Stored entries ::
++++++

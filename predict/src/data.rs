use std::path::{Path, PathBuf};

use image::{imageops::{self, FilterType}, io::Reader as ImageReader, GrayImage, ImageError, RgbImage};
use rand::Rng;
use serde_json::Value;
use tracing::debug;

use crate::{classifier::{InputShape, InputTensor, ShapeKind}, error::PredictError};

const IMAGE_MODE: &str = "image";

/// What the command line asks for.
#[derive(Debug, Clone, PartialEq, Eq)]
pub enum Request {
    Image { path: PathBuf },
    Tabular { features: String },
}

impl Request {
    /// `args` excludes the program name.
    pub fn from_args(args: &[String]) -> Result<Self, PredictError> {
        match args {
            [mode, path, ..] if mode == IMAGE_MODE => Ok(Request::Image { path: PathBuf::from(path) }),
            [features, ..] => Ok(Request::Tabular { features: features.clone() }),
            [] => Err(PredictError::InputParse(String::from("expected `image <path>` or a JSON feature array"))),
        }
    }
}

/// Builds the model input for `request`.
///
/// Tabular input against an image model is answered with a uniformly random
/// image tensor: the argument only has to be valid JSON, its content is ignored.
pub fn resolve<R: Rng>(request: &Request, shape: &InputShape, rng: &mut R) -> Result<InputTensor, PredictError> {
    let input = match request {
        Request::Image { path } => {
            let not_image = || PredictError::ShapeMismatch(String::from("Model is not an image model"));
            if !shape.is_image() {
                return Err(not_image());
            }
            let ShapeKind::Image { height, width, channels } = shape.kind()? else {
                return Err(not_image());
            };
            load_image(path, height, width, channels)?
        }
        Request::Tabular { features: raw } => {
            let value = parse_json(raw)?;
            match shape.kind()? {
                ShapeKind::Image { height, width, channels } => {
                    debug!("tabular input for an image model, substituting random pixels");
                    let pixels = (0..height * width * channels).map(|_| rng.gen::<f32>()).collect();
                    InputTensor::Image { pixels, height, width, channels }
                }
                ShapeKind::Tabular { features: expected } => {
                    let mut features = Vec::new();
                    flatten(&value, &mut features)?;
                    match expected {
                        Some(expected) if expected != features.len() => {
                            return Err(PredictError::ShapeMismatch(format!(
                                "cannot reshape {} features into (1, {expected})",
                                features.len()
                            )));
                        }
                        _ => InputTensor::Tabular { features },
                    }
                }
            }
        }
    };
    debug!("resolved input tensor {:?}", input.dims());

    Ok(input)
}

/// Parses a JSON number, boolean or rectangular nested array of those into a
/// flat row-major vector.
pub fn parse_features(raw: &str) -> Result<Vec<f32>, PredictError> {
    let mut features = Vec::new();
    flatten(&parse_json(raw)?, &mut features)?;

    Ok(features)
}

fn parse_json(raw: &str) -> Result<Value, PredictError> {
    serde_json::from_str(raw).map_err(|err| PredictError::InputParse(format!("malformed JSON: {err}")))
}

/// Appends the scalars of `value` to `out` and returns its dimensions.
fn flatten(value: &Value, out: &mut Vec<f32>) -> Result<Vec<usize>, PredictError> {
    match value {
        Value::Number(number) => {
            let number = number
                .as_f64()
                .ok_or_else(|| PredictError::InputParse(format!("unrepresentable number {number}")))?;
            out.push(number as f32);
            Ok(Vec::new())
        }
        Value::Bool(flag) => {
            out.push(if *flag { 1.0 } else { 0.0 });
            Ok(Vec::new())
        }
        Value::Array(items) => {
            let mut inner: Option<Vec<usize>> = None;
            for item in items {
                let dims = flatten(item, out)?;
                match &inner {
                    Some(expected) if *expected != dims => {
                        return Err(PredictError::InputParse(String::from("feature array is not rectangular")));
                    }
                    Some(_) => {}
                    None => inner = Some(dims),
                }
            }
            let mut dims = vec![items.len()];
            dims.extend(inner.unwrap_or_default());
            Ok(dims)
        }
        other => Err(PredictError::InputParse(format!("expected numbers, found {other}"))),
    }
}

/// Decodes `path` and turns it into a (1, height, width, channels) tensor
/// scaled to [0, 1].
pub fn load_image(path: &Path, height: usize, width: usize, channels: usize) -> Result<InputTensor, PredictError> {
    let decode_err = |source: ImageError| PredictError::Decode { path: path.to_path_buf(), source };
    let image = ImageReader::open(path)
        .and_then(ImageReader::with_guessed_format)
        .map_err(|err| decode_err(ImageError::IoError(err)))?
        .decode()
        .map_err(decode_err)?;

    let (width_px, height_px) = (width as u32, height as u32);
    let rgb = image.to_rgb8();
    let bytes = match channels {
        1 => imageops::resize(&to_luma(&rgb), width_px, height_px, FilterType::CatmullRom).into_raw(),
        3 => imageops::resize(&rgb, width_px, height_px, FilterType::CatmullRom).into_raw(),
        other => {
            return Err(PredictError::ShapeMismatch(format!(
                "cannot reshape an RGB image into (1, {height}, {width}, {other})"
            )));
        }
    };
    let pixels = bytes.into_iter().map(|byte| byte as f32 / 255.0).collect();

    Ok(InputTensor::Image { pixels, height, width, channels })
}

/// ITU-R 601-2 luma, L = R * 299/1000 + G * 587/1000 + B * 114/1000.
fn to_luma(rgb: &RgbImage) -> GrayImage {
    GrayImage::from_fn(rgb.width(), rgb.height(), |x, y| {
        let [r, g, b] = rgb.get_pixel(x, y).0;
        let luma = (r as u32 * 19595 + g as u32 * 38470 + b as u32 * 7471 + 0x8000) >> 16;
        image::Luma([luma as u8])
    })
}

#[cfg(test)]
mod tests {
    use image::{Rgb, Rgba, RgbaImage};
    use rand::{rngs::StdRng, SeedableRng};

    use super::*;

    fn args(values: &[&str]) -> Vec<String> {
        values.iter().map(|value| value.to_string()).collect()
    }

    fn tabular(features: usize) -> InputShape {
        InputShape::new(vec![None, Some(features)])
    }

    fn image_shape(height: usize, width: usize, channels: usize) -> InputShape {
        InputShape::new(vec![None, Some(height), Some(width), Some(channels)])
    }

    #[test]
    fn image_mode_needs_a_path() {
        assert_eq!(
            Request::from_args(&args(&["image", "cat.png"])).unwrap(),
            Request::Image { path: PathBuf::from("cat.png") }
        );
        // a lone `image` is taken as the feature argument and fails as JSON
        assert_eq!(
            Request::from_args(&args(&["image"])).unwrap(),
            Request::Tabular { features: String::from("image") }
        );
        assert!(matches!(Request::from_args(&[]), Err(PredictError::InputParse(_))));
    }

    #[test]
    fn nested_arrays_are_flattened_row_major() {
        assert_eq!(parse_features("[[1, 2], [3, 4.5]]").unwrap(), vec![1.0, 2.0, 3.0, 4.5]);
        assert_eq!(parse_features("[true, false, 2]").unwrap(), vec![1.0, 0.0, 2.0]);
        assert_eq!(parse_features("7").unwrap(), vec![7.0]);
        assert!(parse_features("[]").unwrap().is_empty());
    }

    #[test]
    fn bad_feature_json_is_rejected() {
        for raw in ["not-json", "[1, \"a\"]", "[[1, 2], [3]]", "{\"x\": 1}", "null", "[1, 2"] {
            assert!(
                matches!(parse_features(raw), Err(PredictError::InputParse(_))),
                "{raw} should be rejected"
            );
        }
    }

    #[test]
    fn tabular_features_must_match_feature_count() {
        let mut rng = StdRng::seed_from_u64(42);
        let request = Request::Tabular { features: String::from("[0.1, 0.9]") };

        let input = resolve(&request, &tabular(2), &mut rng).unwrap();
        assert_eq!(input, InputTensor::Tabular { features: vec![0.1, 0.9] });

        let err = resolve(&request, &tabular(3), &mut rng).unwrap_err();
        assert_eq!(err.to_string(), "cannot reshape 2 features into (1, 3)");

        let open = InputShape::new(vec![None, None]);
        assert_eq!(resolve(&request, &open, &mut rng).unwrap().dims(), vec![1, 2]);
    }

    #[test]
    fn tabular_input_for_image_model_becomes_random_pixels() {
        let mut rng = StdRng::seed_from_u64(7);
        let request = Request::Tabular { features: String::from("[1, 2, 3]") };

        let input = resolve(&request, &image_shape(4, 5, 3), &mut rng).unwrap();
        let InputTensor::Image { pixels, height, width, channels } = input else {
            panic!("expected an image tensor");
        };
        assert_eq!((height, width, channels), (4, 5, 3));
        assert_eq!(pixels.len(), 60);
        assert!(pixels.iter().all(|p| (0.0..1.0).contains(p)));

        // any valid JSON is accepted, numeric or not
        for raw in [r#"["a", "b"]"#, "[[1, 2], [3]]", r#"{"x": 1}"#, "null"] {
            let request = Request::Tabular { features: String::from(raw) };
            let input = resolve(&request, &image_shape(2, 2, 1), &mut rng).unwrap();
            assert_eq!(input.dims(), vec![1, 2, 2, 1], "{raw}");
        }

        let malformed = Request::Tabular { features: String::from("not-json") };
        assert!(matches!(
            resolve(&malformed, &image_shape(4, 5, 3), &mut rng),
            Err(PredictError::InputParse(_))
        ));
    }

    #[test]
    fn unsupported_shapes_fail_before_reading_input() {
        let mut rng = StdRng::seed_from_u64(0);
        let shape = InputShape::new(vec![None, Some(3), Some(3)]);
        let request = Request::Tabular { features: String::from("[1, 2, 3]") };
        assert!(matches!(resolve(&request, &shape, &mut rng), Err(PredictError::ShapeMismatch(_))));

        let request = Request::Image { path: PathBuf::from("/does/not/exist.png") };
        let err = resolve(&request, &shape, &mut rng).unwrap_err();
        assert_eq!(err.to_string(), "Model is not an image model");
    }

    #[test]
    fn non_numeric_features_are_rejected_for_tabular_models() {
        let mut rng = StdRng::seed_from_u64(0);
        let request = Request::Tabular { features: String::from(r#"["a", "b"]"#) };
        assert!(matches!(resolve(&request, &tabular(2), &mut rng), Err(PredictError::InputParse(_))));
    }

    #[test]
    fn image_request_against_tabular_model_is_refused() {
        let mut rng = StdRng::seed_from_u64(0);
        let request = Request::Image { path: PathBuf::from("cat.png") };
        let err = resolve(&request, &tabular(4), &mut rng).unwrap_err();
        assert_eq!(err.to_string(), "Model is not an image model");
    }

    #[test]
    fn rgb_image_is_resized_and_scaled() {
        let dir = tempfile::tempdir().unwrap();
        let path = dir.path().join("white.png");
        RgbImage::from_pixel(10, 6, Rgb([255, 255, 255])).save(&path).unwrap();

        let InputTensor::Image { pixels, height, width, channels } = load_image(&path, 3, 4, 3).unwrap() else {
            panic!("expected an image tensor");
        };
        assert_eq!((height, width, channels), (3, 4, 3));
        assert_eq!(pixels.len(), 3 * 4 * 3);
        assert!(pixels.iter().all(|p| (*p - 1.0).abs() < 1e-6));
    }

    #[test]
    fn single_channel_models_get_luma() {
        let dir = tempfile::tempdir().unwrap();
        // no extension, the format is sniffed from the content
        let path = dir.path().join("upload");
        RgbaImage::from_pixel(2, 2, Rgba([255, 0, 0, 128]))
            .save_with_format(&path, image::ImageFormat::Png)
            .unwrap();

        let InputTensor::Image { pixels, .. } = load_image(&path, 2, 2, 1).unwrap() else {
            panic!("expected an image tensor");
        };
        assert_eq!(pixels.len(), 4);
        assert!(pixels.iter().all(|p| (*p - 76.0 / 255.0).abs() < 1e-6));
    }

    #[test]
    fn width_and_height_follow_the_model_axes() {
        let dir = tempfile::tempdir().unwrap();
        let path = dir.path().join("stripe.png");
        // left half black, right half white
        RgbImage::from_fn(8, 8, |x, _| if x < 4 { Rgb([0, 0, 0]) } else { Rgb([255, 255, 255]) })
            .save(&path)
            .unwrap();

        let InputTensor::Image { pixels, .. } = load_image(&path, 1, 2, 1).unwrap() else {
            panic!("expected an image tensor");
        };
        assert_eq!(pixels.len(), 2);
        assert!(pixels[0] < 0.5 && pixels[1] > 0.5);
    }

    #[test]
    fn unreadable_images_are_decode_errors() {
        let dir = tempfile::tempdir().unwrap();
        let garbage = dir.path().join("garbage.png");
        std::fs::write(&garbage, b"definitely not a png").unwrap();

        for path in [garbage, dir.path().join("missing.png")] {
            assert!(matches!(load_image(&path, 2, 2, 3), Err(PredictError::Decode { .. })));
        }
    }

    #[test]
    fn unsupported_channel_counts_are_shape_errors() {
        let dir = tempfile::tempdir().unwrap();
        let path = dir.path().join("tiny.png");
        RgbImage::from_pixel(2, 2, Rgb([1, 2, 3])).save(&path).unwrap();

        assert!(matches!(load_image(&path, 2, 2, 4), Err(PredictError::ShapeMismatch(_))));
    }
}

++++++

EXERCISE REQUIREMENTS :: Take the entries above and return only the lines from the one with "let open = InputShape::new(vec![None, None]);" to the one with "numeric or not", both included, unchanged.

EXERCISE ANSWER ::
        let open = InputShape::new(vec![None, None]);
        assert_eq!(resolve(&request, &open, &mut rng).unwrap().dims(), vec![1, 2]);
    }

    #[test]
    fn tabular_input_for_image_model_becomes_random_pixels() {
        let mut rng = StdRng::seed_from_u64(7);
        let request = Request::Tabular { features: String::from("[1, 2, 3]") };

        let input = resolve(&request, &image_shape(4, 5, 3), &mut rng).unwrap();
        let InputTensor::Image { pixels, height, width, channels } = input else {
            panic!("expected an image tensor");
        };
        assert_eq!((height, width, channels), (4, 5, 3));
        assert_eq!(pixels.len(), 60);
        assert!(pixels.iter().all(|p| (0.0..1.0).contains(p)));

        // any valid JSON is accepted, numeric or not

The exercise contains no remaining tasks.